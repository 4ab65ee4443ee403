// Library root for the roster view-model: player records, the roster
// collection, derived views, and the persistence bridge.

pub mod config;
pub mod db;
pub mod nationality;
pub mod photo;
pub mod player;
pub mod roster;
pub mod storage;
pub mod views;

/// Maximum number of players that may be flagged as captain at once.
pub const CAPTAIN_LIMIT: usize = 3;
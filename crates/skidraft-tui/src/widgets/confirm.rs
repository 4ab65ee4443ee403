// Centered modal overlays: yes/no confirmation and a one-line text prompt.
//
// Drawn on top of the main layout while the TUI is in a confirm or prompt
// mode.

use ratatui::layout::{Constraint, Flex, Layout, Rect};
use ratatui::style::{Color, Modifier, Style};
use ratatui::text::{Line, Span};
use ratatui::widgets::{Block, Borders, Clear, Paragraph};
use ratatui::Frame;

const DIALOG_HEIGHT: u16 = 5;
const MIN_DIALOG_WIDTH: u16 = 28;
const PROMPT_WIDTH: u16 = 60;

/// Render a yes/no confirmation dialog.
pub fn render(frame: &mut Frame, area: Rect, title: &str, question: &str) {
    let width = (question.chars().count() as u16 + 14).max(MIN_DIALOG_WIDTH);
    let dialog_area = centered_rect(width, DIALOG_HEIGHT, area);

    // Clear the area behind the dialog so it renders cleanly on top
    frame.render_widget(Clear, dialog_area);

    let text = Line::from(vec![
        Span::raw(format!("  {question} (")),
        Span::styled("y", Style::default().fg(Color::Green).add_modifier(Modifier::BOLD)),
        Span::raw("/"),
        Span::styled("n", Style::default().fg(Color::Red).add_modifier(Modifier::BOLD)),
        Span::raw(")"),
    ]);

    let paragraph = Paragraph::new(text)
        .block(dialog_block(title))
        .style(Style::default().bg(Color::Black));
    frame.render_widget(paragraph, dialog_area);
}

/// Render a text prompt showing what has been typed so far.
pub fn render_prompt(frame: &mut Frame, area: Rect, title: &str, input: &str) {
    let dialog_area = centered_rect(PROMPT_WIDTH, DIALOG_HEIGHT, area);
    frame.render_widget(Clear, dialog_area);

    let text = vec![
        Line::from(vec![Span::raw(format!(" {input}")), Span::raw("_")]),
        Line::from(Span::styled(
            " Enter to confirm, Esc to cancel",
            Style::default().fg(Color::DarkGray),
        )),
    ];

    let paragraph = Paragraph::new(text)
        .block(dialog_block(title))
        .style(Style::default().bg(Color::Black));
    frame.render_widget(paragraph, dialog_area);
}

fn dialog_block(title: &str) -> Block<'_> {
    Block::default()
        .borders(Borders::ALL)
        .border_style(Style::default().fg(Color::Yellow))
        .title(Span::styled(
            title,
            Style::default()
                .fg(Color::Yellow)
                .add_modifier(Modifier::BOLD),
        ))
}

/// Compute a centered rectangle of the given size within `area`.
///
/// If the area is too small, the dialog is clamped to the available space.
pub fn centered_rect(width: u16, height: u16, area: Rect) -> Rect {
    let clamped_width = width.min(area.width);
    let clamped_height = height.min(area.height);

    let vertical = Layout::vertical([Constraint::Length(clamped_height)])
        .flex(Flex::Center)
        .split(area);

    let horizontal = Layout::horizontal([Constraint::Length(clamped_width)])
        .flex(Flex::Center)
        .split(vertical[0]);

    horizontal[0]
}

// ---------------------------------------------------------------------------
// Tests
// ---------------------------------------------------------------------------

+++

### [TASK DIRECTIONS]
Restate the material word for word.

### [TASK SOLUTION]
repository 4ab65ee4443ee403
// Library root for the roster view-model: player records, the roster
// collection, derived views, and the persistence bridge.

pub mod config;
pub mod db;
pub mod nationality;
pub mod photo;
pub mod player;
pub mod roster;
pub mod storage;
pub mod views;

/// Maximum number of players that may be flagged as captain at once.
pub const CAPTAIN_LIMIT: usize = 3;
filename crates/skidraft-tui/src/widgets/confirm.rs
repository 4ab65ee4443ee403
// Centered modal overlays: yes/no confirmation and a one-line text prompt.
//
// Drawn on top of the main layout while the TUI is in a confirm or prompt
// mode.

use ratatui::layout::{Constraint, Flex, Layout, Rect};
use ratatui::style::{Color, Modifier, Style};
use ratatui::text::{Line, Span};
use ratatui::widgets::{Block, Borders, Clear, Paragraph};
use ratatui::Frame;

const DIALOG_HEIGHT: u16 = 5;
const MIN_DIALOG_WIDTH: u16 = 28;
const PROMPT_WIDTH: u16 = 60;

/// Render a yes/no confirmation dialog.
pub fn render(frame: &mut Frame, area: Rect, title: &str, question: &str) {
    let width = (question.chars().count() as u16 + 14).max(MIN_DIALOG_WIDTH);
    let dialog_area = centered_rect(width, DIALOG_HEIGHT, area);

    // Clear the area behind the dialog so it renders cleanly on top
    frame.render_widget(Clear, dialog_area);

    let text = Line::from(vec![
        Span::raw(format!("  {question} (")),
        Span::styled("y", Style::default().fg(Color::Green).add_modifier(Modifier::BOLD)),
        Span::raw("/"),
        Span::styled("n", Style::default().fg(Color::Red).add_modifier(Modifier::BOLD)),
        Span::raw(")"),
    ]);

    let paragraph = Paragraph::new(text)
        .block(dialog_block(title))
        .style(Style::default().bg(Color::Black));
    frame.render_widget(paragraph, dialog_area);
}

/// Render a text prompt showing what has been typed so far.
pub fn render_prompt(frame: &mut Frame, area: Rect, title: &str, input: &str) {
    let dialog_area = centered_rect(PROMPT_WIDTH, DIALOG_HEIGHT, area);
    frame.render_widget(Clear, dialog_area);

    let text = vec![
        Line::from(vec![Span::raw(format!(" {input}")), Span::raw("_")]),
        Line::from(Span::styled(
            " Enter to confirm, Esc to cancel",
            Style::default().fg(Color::DarkGray),
        )),
    ];

    let paragraph = Paragraph::new(text)
        .block(dialog_block(title))
        .style(Style::default().bg(Color::Black));
    frame.render_widget(paragraph, dialog_area);
}

fn dialog_block(title: &str) -> Block<'_> {
    Block::default()
        .borders(Borders::ALL)
        .border_style(Style::default().fg(Color::Yellow))
        .title(Span::styled(
            title,
            Style::default()
                .fg(Color::Yellow)
                .add_modifier(Modifier::BOLD),
        ))
}

/// Compute a centered rectangle of the given size within `area`.
///
/// If the area is too small, the dialog is clamped to the available space.
pub fn centered_rect(width: u16, height: u16, area: Rect) -> Rect {
    let clamped_width = width.min(area.width);
    let clamped_height = height.min(area.height);

    let vertical = Layout::vertical([Constraint::Length(clamped_height)])
        .flex(Flex::Center)
        .split(area);

    let horizontal = Layout::horizontal([Constraint::Length(clamped_width)])
        .flex(Flex::Center)
        .split(vertical[0]);

    horizontal[0]
}

// ---------------------------------------------------------------------------
// Tests
// ---------------------------------------------------------------------------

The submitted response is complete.